Exclusive: China in talks with Pfizer for generic COVID drug

HONG KONG/PEIJING, Jan 6 (Reuters) – China is in talks with Pfizer Inc ( PFE.N ) for a license that would allow domestic drugmakers to manufacture and distribute a generic version of the U.S. firm’s COVID-19 antiviral drug Paxlovid. China, three sources told Reuters.

China’s medical products regulator, the National Medical Products Administration (NMPA), has been leading talks with Pfizer since late last month, one of the sources with knowledge of the matter said.

The source said Beijing is interested in finalizing the terms of the license agreement by the Lunar New Year, which begins on January 22.

China’s hospitals are under intense pressure after the government abruptly abandoned its “zero-COVID” policy last month, leading to a surge in infections. A growing wave of infections across the country has overwhelmed hospitals, overwhelmed pharmacies and sparked international alarm.

Paxlovide, which was found in a clinical trial to reduce hospitalizations in high-risk patients by about 90%, is in high demand, with many Chinese trying to buy the drug overseas and ship it to China. Beijing is largely resistant to western vaccines and treatments. Oral treatment Paxlovid is one of the few approved external drugs.

In February last year, China approved Pakhlovid, which must be obtained mainly through hospitals, to treat high-risk patients in several provinces. Pfizer agreed last month to export Paxlovid to China through a local company to make the drug more widely available.

The State Council Information Office, which handles media inquiries for the NMPA and the government, did not respond to Reuters requests for comment.

A Pfizer spokesperson said the company is actively working with Chinese authorities and all stakeholders to ensure an adequate supply of Paxlovid in China.

All the sources declined to be identified because they were not authorized to speak to the media.

The NMPA held a meeting with several Chinese drugmakers in late December to discuss the preparations needed to develop a generic version of Paxlovid and hoped to secure a license in the near future, two of the sources said.

They include Zhejiang Huahai Pharmaceutical ( 600521.SS ), which signed a deal with Pfizer in August to make Paxlovid for mainland use only, and CSPC Pharmaceutical Group ( 1093.HK ), the developer of a potential mRNA COVID vaccine. The first source said that he participated in the meeting.

A second source said the NMPA recommended that firms register with the regulator to manufacture a generic version of Paxlovid.

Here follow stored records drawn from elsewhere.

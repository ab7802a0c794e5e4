use tracing::{info, warn};

use crate::error::DappError;
use crate::flight::SingleFlight;
use crate::gateway::ContractGateway;
use crate::lifecycle::{TransactionLifecycle, TxState};
use crate::session::WalletSession;
use crate::status::StatusNotifier;
use crate::types::{RegistrationForm, RegistrationRequest};

pub const PREPARING_MESSAGE: &str = "Preparing transaction...";
pub const APPROVAL_MESSAGE: &str = "Open your wallet to approve the transaction...";
pub const MINING_MESSAGE: &str = "Waiting for the transaction to be mined. This may take a moment...";
pub const SUCCESS_MESSAGE: &str = "Badge registered successfully!";

/// Validates registration forms and drives their transactions to a terminal state.
pub struct RegistrationController {
    flight: SingleFlight,
}

impl RegistrationController {
    pub fn new() -> Self {
        Self {
            flight: SingleFlight::new("badge registration"),
        }
    }

    /// Errors are returned only when no transaction was built; once built, the
    /// returned lifecycle ends in `Confirmed` or `Failed`.
    pub async fn submit(
        &self,
        session: &WalletSession,
        notifier: &StatusNotifier,
        form: &mut RegistrationForm,
    ) -> Result<TransactionLifecycle, DappError> {
        let _guard = self.flight.try_begin().inspect_err(|e| notifier.error(e.message()))?;

        let request = RegistrationRequest::from_form(form).inspect_err(|e| {
            warn!(error = %e, "Registration form rejected");
            notifier.error(e.message());
        })?;

        let gateway = ContractGateway::new(session);
        gateway
            .signer()
            .inspect_err(|e| notifier.error(e.message()))?;

        let mut lifecycle = TransactionLifecycle::new();
        notifier.progress(PREPARING_MESSAGE);

        match Self::drive(&gateway, notifier, &request, &mut lifecycle).await {
            Ok(()) => {
                info!(
                    recipient = %request.recipient,
                    title = %request.title,
                    tx_hash = ?lifecycle.tx_hash(),
                    "Badge registered"
                );
                notifier.success(SUCCESS_MESSAGE);
                form.reset();
            }
            Err(e) => {
                let reason = e.message();
                warn!(error = %e, origin = ?e.origin(), tx_hash = ?lifecycle.tx_hash(), "Badge registration failed");
                // Only fails on an illegal transition, which drive() never leaves behind
                lifecycle.advance(TxState::Failed(reason.clone()))?;
                notifier.error(format!("Failed to register: {reason}"));
            }
        }

        Ok(lifecycle)
    }

    async fn drive(
        gateway: &ContractGateway<'_>,
        notifier: &StatusNotifier,
        request: &RegistrationRequest,
        lifecycle: &mut TransactionLifecycle,
    ) -> Result<(), DappError> {
        lifecycle.advance(TxState::Submitted)?;
        notifier.progress(APPROVAL_MESSAGE);
        let submitted = gateway.register_badge(request).await?;

        let hash = submitted.hash();
        lifecycle.advance(TxState::Pending(hash))?;
        notifier.progress(MINING_MESSAGE);

        let hash = submitted.confirmed().await?;
        lifecycle.advance(TxState::Confirmed(hash))
    }
}

impl Default for RegistrationController {
    fn default() -> Self {
        Self::new()
    }
}
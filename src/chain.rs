//! Alloy-backed wallet: a local private key plays the role of the wallet
//! extension, with an approval prompt standing in for its pop-up.

use alloy::{
    network::EthereumWallet,
    primitives::Address,
    providers::{DynProvider, Provider, ProviderBuilder, WsConnect},
    signers::local::PrivateKeySigner,
};
use async_trait::async_trait;
use badge_contract_clients::{
    BadgeRegistration, BadgeRegistry, BadgeRegistryClient, ContractConfig,
};
use std::io::{BufRead, Write};
use std::sync::Arc;
use tokio::sync::Mutex;
use tracing::{debug, warn};

use crate::directory::ContractInfo;
use crate::error::DappError;
use crate::types::{BadgeRecord, BadgeType, Expiry, RegistrationRequest};
use crate::wallet::{BadgeContract, SubmittedTransaction, WalletProvider};

/// Decides whether the user grants a wallet request.
#[async_trait]
pub trait Approver: Send + Sync {
    async fn approve(&self, prompt: &str) -> bool;
}

/// Grants every request, for unattended use.
pub struct AutoApprove;

#[async_trait]
impl Approver for AutoApprove {
    async fn approve(&self, _prompt: &str) -> bool {
        true
    }
}

/// Asks on the terminal; anything but `y`/`yes` is a rejection.
pub struct TerminalApprover;

#[async_trait]
impl Approver for TerminalApprover {
    async fn approve(&self, prompt: &str) -> bool {
        let prompt = prompt.to_string();
        let answer = tokio::task::spawn_blocking(move || {
            let mut stderr = std::io::stderr();
            let _ = write!(stderr, "{prompt} [y/N] ");
            let _ = stderr.flush();
            let mut line = String::new();
            std::io::stdin().lock().read_line(&mut line).map(|_| line)
        })
        .await;

        match answer {
            Ok(Ok(line)) => matches!(line.trim().to_ascii_lowercase().as_str(), "y" | "yes"),
            _ => false,
        }
    }
}

/// Wallet holding a single local key and talking to the chain over JSON-RPC.
pub struct RpcWallet {
    rpc_url: String,
    signer: PrivateKeySigner,
    approver: Arc<dyn Approver>,
    tx_lock: Arc<Mutex<()>>,
}

impl RpcWallet {
    pub fn new(
        rpc_url: String,
        private_key: &str,
        approver: Arc<dyn Approver>,
    ) -> Result<Self, DappError> {
        let signer = private_key
            .trim()
            .parse::<PrivateKeySigner>()
            .map_err(|e| DappError::Configuration(format!("invalid private key: {e}")))?;
        Ok(Self {
            rpc_url,
            signer,
            approver,
            tx_lock: Arc::new(Mutex::new(())),
        })
    }

    pub fn address(&self) -> Address {
        self.signer.address()
    }

    fn config(&self, contract: &ContractInfo) -> ContractConfig {
        ContractConfig::new(self.rpc_url.clone(), contract.address)
    }
}

#[async_trait]
impl WalletProvider for RpcWallet {
    async fn request_accounts(&self) -> Result<Vec<Address>, DappError> {
        let address = self.address();
        let prompt = format!("Allow this app to use account {address}?");
        if !self.approver.approve(&prompt).await {
            return Err(DappError::UserRejected);
        }
        Ok(vec![address])
    }

    async fn signing_contract(
        &self,
        contract: &ContractInfo,
        account: Address,
    ) -> Result<Arc<dyn BadgeContract>, DappError> {
        if account != self.address() {
            return Err(DappError::Unexpected(format!(
                "account {account} is not managed by this wallet"
            )));
        }

        let config = self.config(contract);
        let wallet = EthereumWallet::from(self.signer.clone());

        // Build a provider that can sign transactions, then erase the concrete type
        let provider: DynProvider = ProviderBuilder::new()
            .wallet(wallet)
            .with_simple_nonce_management()
            .with_gas_estimation()
            .connect_ws(WsConnect::new(config.ws_url()))
            .await
            .map_err(|e| DappError::Network(e.to_string()))?
            .erased();

        debug!(contract = %config.contract_address, account = %account, "Built signing contract handle");
        Ok(Arc::new(ChainBadgeContract::new(
            provider,
            config.contract_address,
            self.tx_lock.clone(),
            Some(self.approver.clone()),
        )))
    }

    async fn read_contract(
        &self,
        contract: &ContractInfo,
    ) -> Result<Arc<dyn BadgeContract>, DappError> {
        let config = self.config(contract);
        let provider: DynProvider = ProviderBuilder::new()
            .connect_ws(WsConnect::new(config.ws_url()))
            .await
            .map_err(|e| DappError::Network(e.to_string()))?
            .erased();

        debug!(contract = %config.contract_address, "Built read-only contract handle");
        Ok(Arc::new(ChainBadgeContract::new(
            provider,
            config.contract_address,
            self.tx_lock.clone(),
            None,
        )))
    }
}

/// `BadgeContract` over the generated registry bindings.
///
/// Without an approver the handle is read-only.
pub struct ChainBadgeContract {
    client: BadgeRegistryClient<DynProvider>,
    approver: Option<Arc<dyn Approver>>,
}

impl ChainBadgeContract {
    pub fn new(
        provider: DynProvider,
        address: Address,
        tx_lock: Arc<Mutex<()>>,
        approver: Option<Arc<dyn Approver>>,
    ) -> Self {
        Self {
            client: BadgeRegistryClient::new(provider, address, tx_lock),
            approver,
        }
    }
}

#[async_trait]
impl BadgeContract for ChainBadgeContract {
    async fn owner(&self) -> Result<Address, DappError> {
        Ok(self.client.owner().await?)
    }

    async fn titles(&self, holder: Address) -> Result<Vec<String>, DappError> {
        Ok(self.client.titles(holder).await?)
    }

    async fn badge_by_title(&self, holder: Address, title: &str) -> Result<BadgeRecord, DappError> {
        let badge = self.client.badge_by_title(holder, title.to_string()).await?;
        Ok(badge_record(badge))
    }

    async fn register_badge(
        &self,
        request: &RegistrationRequest,
    ) -> Result<SubmittedTransaction, DappError> {
        let approver = self.approver.as_ref().ok_or(DappError::NotConnected)?;

        let prompt = format!(
            "Sign registerBadge({:?} for {}) on contract {}?",
            request.title,
            request.recipient,
            self.client.address()
        );
        if !approver.approve(&prompt).await {
            return Err(DappError::UserRejected);
        }

        let submission = self.client.register_badge(registration(request)).await?;
        let hash = submission.tx_hash();
        Ok(SubmittedTransaction::new(hash, async move {
            Ok(submission.confirm().await?)
        }))
    }
}

fn registration(request: &RegistrationRequest) -> BadgeRegistration {
    BadgeRegistration {
        recipient: request.recipient,
        title: request.title.clone(),
        description: request.description.clone(),
        issuer: request.issuer.clone(),
        expires_at: request.expiry.as_unix(),
        evidence_url: request.evidence_url.clone(),
        badge_type: request.badge_type.index(),
    }
}

fn badge_record(badge: BadgeRegistry::Badge) -> BadgeRecord {
    let badge_type = BadgeType::from_index(u64::from(badge.badgeType));
    if badge_type.is_none() {
        warn!(title = %badge.title, index = badge.badgeType, "Unknown badge type index");
    }

    BadgeRecord {
        title: badge.title,
        description: badge.description,
        issuer: badge.issuer,
        badge_type,
        issued_at: u64::try_from(badge.issuedAt).unwrap_or(u64::MAX),
        expires_at: Expiry::from_unix(u64::try_from(badge.expiresAt).unwrap_or(u64::MAX)),
        evidence_url: badge.evidenceUrl,
    }
}

#[cfg(test)]
mod tests {
    use super::*;
    use alloy::primitives::U256;

    // Anvil account #1
    const PRIVATE_KEY: &str = "0x59c6995e998f97a5a0044966f0945389dc9e86dae88c7a8412f4603b6b78690d";

    fn wallet(approver: Arc<dyn Approver>) -> RpcWallet {
        RpcWallet::new("http://127.0.0.1:8545".to_string(), PRIVATE_KEY, approver).unwrap()
    }

    #[test]
    fn test_wallet_address_from_key() {
        let expected = "0x70997970C51812dc3A010C7d01b50e0d17dc79C8"
            .parse::<Address>()
            .unwrap();
        assert_eq!(wallet(Arc::new(AutoApprove)).address(), expected);
    }

    #[test]
    fn test_invalid_key_is_configuration_error() {
        let result = RpcWallet::new(
            "http://127.0.0.1:8545".to_string(),
            "not-a-key",
            Arc::new(AutoApprove),
        );
        assert!(matches!(result, Err(DappError::Configuration(_))));
    }

    struct Deny;

    #[async_trait]
    impl Approver for Deny {
        async fn approve(&self, _prompt: &str) -> bool {
            false
        }
    }

    #[tokio::test]
    async fn test_account_access_approval() {
        let accounts = wallet(Arc::new(AutoApprove)).request_accounts().await.unwrap();
        assert_eq!(accounts.len(), 1);

        assert_eq!(
            wallet(Arc::new(Deny)).request_accounts().await,
            Err(DappError::UserRejected)
        );
    }

    #[test]
    fn test_badge_record_conversion() {
        let badge = BadgeRegistry::Badge {
            title: "T1".to_string(),
            description: "d".to_string(),
            issuer: "i".to_string(),
            badgeType: 3,
            issuedAt: U256::from(1_735_689_600u64),
            expiresAt: U256::ZERO,
            evidenceUrl: "https://example.org".to_string(),
        };

        let record = badge_record(badge);
        assert_eq!(record.badge_type, Some(BadgeType::Contribution));
        assert_eq!(record.issued_at, 1_735_689_600);
        assert_eq!(record.expires_at, Expiry::Never);
    }

    #[test]
    fn test_unknown_badge_type_and_huge_dates() {
        let badge = BadgeRegistry::Badge {
            title: "T1".to_string(),
            description: String::new(),
            issuer: String::new(),
            badgeType: 9,
            issuedAt: U256::MAX,
            expiresAt: U256::from(42u64),
            evidenceUrl: String::new(),
        };

        let record = badge_record(badge);
        assert_eq!(record.badge_type, None);
        assert_eq!(record.issued_at, u64::MAX);
        assert_eq!(record.expires_at, Expiry::At(42));
    }

    #[test]
    fn test_registration_arguments() {
        let request = RegistrationRequest {
            recipient: Address::repeat_byte(7),
            title: "T1".to_string(),
            description: "d".to_string(),
            issuer: "i".to_string(),
            evidence_url: "u".to_string(),
            badge_type: BadgeType::Event,
            expiry: Expiry::Never,
        };

        let args = registration(&request);
        assert_eq!(args.badge_type, 2);
        assert_eq!(args.expires_at, 0);
        assert_eq!(args.recipient, Address::repeat_byte(7));
    }
}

Potential candidates, including Huahai and CSPC, have in recent weeks undergone “bioequivalence tests” required by Chinese regulators before launching generic drugs, two of the sources and another person with direct knowledge of the matter said.

For a generic drug to be equivalent to a brand-name drug, these types of tests are required to make sure it works the same way in the body.

Both Huahai and CSPC expect to submit test results to the NMPA later this month, one of them added.

Huahai and CSPC did not respond to a request for comment.

In March, 35 generic drugmakers around the world, including five Chinese firms, agreed to develop cheaper versions of Paxlovid for 95 poor countries through a licensing agreement with the UN-backed Medicines Patent Pool (MPP). This license does not allow companies to sell generic Paxlovid in China. read more

The MPP licensing arrangement is royalty-free for Pfizer, while COVID-19 is classified as a “Public Health Emergency of International Concern” by the World Health Organization (WHO).

Post-pandemic sales to low-income countries will remain royalty-free, while low-middle-income countries and upper-middle-income countries will be subject to a 5% royalty on sales to the public sector and a 10% royalty on sales to the public sector. MPP told the private sector at the time.

Due to a severe shortage of antivirals, as 1.4 billion Chinese battle infections, many have turned to underground channels to secure Paxlovid and other drugs, according to local media. Scalpers are charging 50,000 yuan ($7,260) for a box of Paklovid, more than 20 times its original price of 2,300 yuan.

China has also pressured Pfizer to lower the price of Paxlovide as the government aims to include the drug in the national health insurance scheme, three sources said.

($1 = 6.8875 Chinese yuan)

Reporting by Julie Zhu in Hong Kong and Kevin Huang in Beijing; Additional reporting by Michael Erman in New York; Edited by Sumeet Chatterjee and Jacqueline Wong

Our standards: Thomson Reuters Trust Principles.